JetSetting Fools Sarah and Kris
in Osorno Volcano, Puerto Varas, Chile

Any gear you wish you had brought with you from the beginning?

What to pack was my biggest struggle before we left the United States (even more so than quitting my job!), so I procrastinated and waited until just days before our departure to attempt packing everything I wanted to take. That was a huge mistake.

Once I got things organized, I still wasn’t confident. In the first year, I realized I didn’t have enough long sleeve shirts for cooler weather or enough tank tops for hot weather. I picked up a few items along the way without adding too much weight to my bag. And, because we use Eagle Creek Pack-It Cubes, the new additions didn’t take up too much space in my bag.

Looking back, I’ve been fairly content with what I’ve packed – and little has changed in what I pack. We have both had to replace worn out shirts and pants, but that is to be expected.

For us, the most important thing to pack is comfortable clothes that can be layered or worn on their own.

JetSetting Fools Sarah and Kris
in Mount Nelson, Hobart, Tasmania, Australia

What has been your best travel-related purchase below $100?

As mentioned before, we couldn’t imagine traveling without the Eagle Creek Pack-It system. It was our single best pre-travel purchase.

My black wrap was a last-minute add to my backpack, but has turned out to be one of the most-used items in my pack! We have used it as a scarf, a picnic blanket, a beach towel, a travel pillow and a bus seat cover.

What is your best advice for other travelers?

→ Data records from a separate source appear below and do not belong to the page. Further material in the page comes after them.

//! Syntax tree for workflow scripts.

use std::rc::Rc;

#[derive(Debug, Clone, PartialEq)]
pub struct Module {
    pub name: String,
    pub file: String,
    pub body: Vec<Stmt>,
}

#[derive(Debug, Clone, PartialEq)]
pub struct Stmt {
    pub kind: StmtKind,
    pub line: u32,
}

#[derive(Debug, Clone, PartialEq)]
pub enum StmtKind {
    Expr(Expr),
    Assign {
        target: Expr,
        value: Expr,
    },
    AugAssign {
        target: Expr,
        op: BinOp,
        value: Expr,
    },
    Return(Option<Expr>),
    If {
        test: Expr,
        body: Vec<Stmt>,
        orelse: Vec<Stmt>,
    },
    While {
        test: Expr,
        body: Vec<Stmt>,
    },
    For {
        target: Expr,
        iter: Expr,
        body: Vec<Stmt>,
    },
    Def(Rc<FunctionDef>),
    Class(Rc<ClassDef>),
    Try {
        body: Vec<Stmt>,
        handlers: Vec<Handler>,
    },
    Raise(Option<Expr>),
    Import {
        module: String,
        alias: Option<String>,
    },
    FromImport {
        module: String,
        names: Vec<(String, Option<String>)>,
    },
    Break,
    Continue,
    Pass,
}

#[derive(Debug, Clone, PartialEq)]
pub struct FunctionDef {
    pub name: String,
    pub params: Vec<Param>,
    pub body: Vec<Stmt>,
    pub decorators: Vec<Expr>,
}

#[derive(Debug, Clone, PartialEq)]
pub struct Param {
    pub name: String,
    pub default: Option<Expr>,
}

#[derive(Debug, Clone, PartialEq)]
pub struct ClassDef {
    pub name: String,
    pub body: Vec<Stmt>,
    pub decorators: Vec<Expr>,
}

/// `except [Kind] [as name]:` clause.
#[derive(Debug, Clone, PartialEq)]
pub struct Handler {
    pub kind: Option<String>,
    pub name: Option<String>,
    pub body: Vec<Stmt>,
    pub line: u32,
}

#[derive(Debug, Clone, PartialEq)]
pub struct Expr {
    pub kind: ExprKind,
    pub line: u32,
}

impl Expr {
    pub fn new(kind: ExprKind, line: u32) -> Self {
        Self { kind, line }
    }

    pub fn name(id: impl Into<String>, line: u32) -> Self {
        Self::new(ExprKind::Name(id.into()), line)
    }
}

#[derive(Debug, Clone, PartialEq)]
pub enum ExprKind {
    Name(String),
    Const(Const),
    List(Vec<Expr>),
    Tuple(Vec<Expr>),
    Dict(Vec<(Expr, Expr)>),
    Set(Vec<Expr>),
    Attribute {
        value: Box<Expr>,
        attr: String,
    },
    Subscript {
        value: Box<Expr>,
        index: Box<Expr>,
    },
    Slice {
        lower: Option<Box<Expr>>,
        upper: Option<Box<Expr>>,
    },
    Call {
        func: Box<Expr>,
        args: Vec<Expr>,
        kwargs: Vec<Keyword>,
    },
    BinOp {
        left: Box<Expr>,
        op: BinOp,
        right: Box<Expr>,
    },
    Unary {
        op: UnaryOp,
        operand: Box<Expr>,
    },
    BoolOp {
        op: BoolOp,
        left: Box<Expr>,
        right: Box<Expr>,
    },
    Compare {
        left: Box<Expr>,
        ops: Vec<(CmpOp, Expr)>,
    },
    IfExp {
        test: Box<Expr>,
        body: Box<Expr>,
        orelse: Box<Expr>,
    },
}

#[derive(Debug, Clone, PartialEq)]
pub struct Keyword {
    pub name: String,
    pub value: Expr,
}

#[derive(Debug, Clone, PartialEq)]
pub enum Const {
    None,
    Bool(bool),
    Int(i64),
    Float(f64),
    Str(String),
    Bytes(Vec<u8>),
}

#[derive(Debug, Clone, Copy, PartialEq, Eq)]
pub enum BinOp {
    Add,
    Sub,
    Mul,
    Div,
    FloorDiv,
    Mod,
    Pow,
}

impl BinOp {
    pub fn symbol(&self) -> &'static str {
        match self {
            BinOp::Add => "+",
            BinOp::Sub => "-",
            BinOp::Mul => "*",
            BinOp::Div => "/",
            BinOp::FloorDiv => "//",
            BinOp::Mod => "%",
            BinOp::Pow => "**",
        }
    }
}

#[derive(Debug, Clone, Copy, PartialEq, Eq)]
pub enum UnaryOp {
    Not,
    Neg,
    Pos,
}

#[derive(Debug, Clone, Copy, PartialEq, Eq)]
pub enum BoolOp {
    And,
    Or,
}

#[derive(Debug, Clone, Copy, PartialEq, Eq)]
pub enum CmpOp {
    Eq,
    NotEq,
    Lt,
    LtE,
    Gt,
    GtE,
    In,
    NotIn,
    Is,
    IsNot,
}

impl CmpOp {
    pub fn symbol(&self) -> &'static str {
        match self {
            CmpOp::Eq => "==",
            CmpOp::NotEq => "!=",
            CmpOp::Lt => "<",
            CmpOp::LtE => "<=",
            CmpOp::Gt => ">",
            CmpOp::GtE => ">=",
            CmpOp::In => "in",
            CmpOp::NotIn => "not in",
            CmpOp::Is => "is",
            CmpOp::IsNot => "is not",
        }
    }
}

Our best advice for fellow travelers is to remember to take time out from busy sightseeing and simply enjoy the foreign culture. Linger at a café, shop at a produce market, strike up a conversation with a local resident at a bar. These are the places where we can find a real connection to the local culture, which for us, is the best part of traveling!

JetSetting Fools Sarah and Kris
in Skagofoss Waterfall, Iceland

What will the future bring?

We are excited about our plans for 2018! This year marks four years of full-time travel and my big 4-0 birthday. Being the limelight-loving Leo that I am, I’m intent on celebrating all year long (which, somehow makes turning 40 feel a bit better!). We are planning four epic adventures for 2018 to destinations that have long been on our travel wish list. As plans are still in the works, we are not yet ready to disclose the destinations, but we think a GoPro may be a necessary investment to capture the experiences!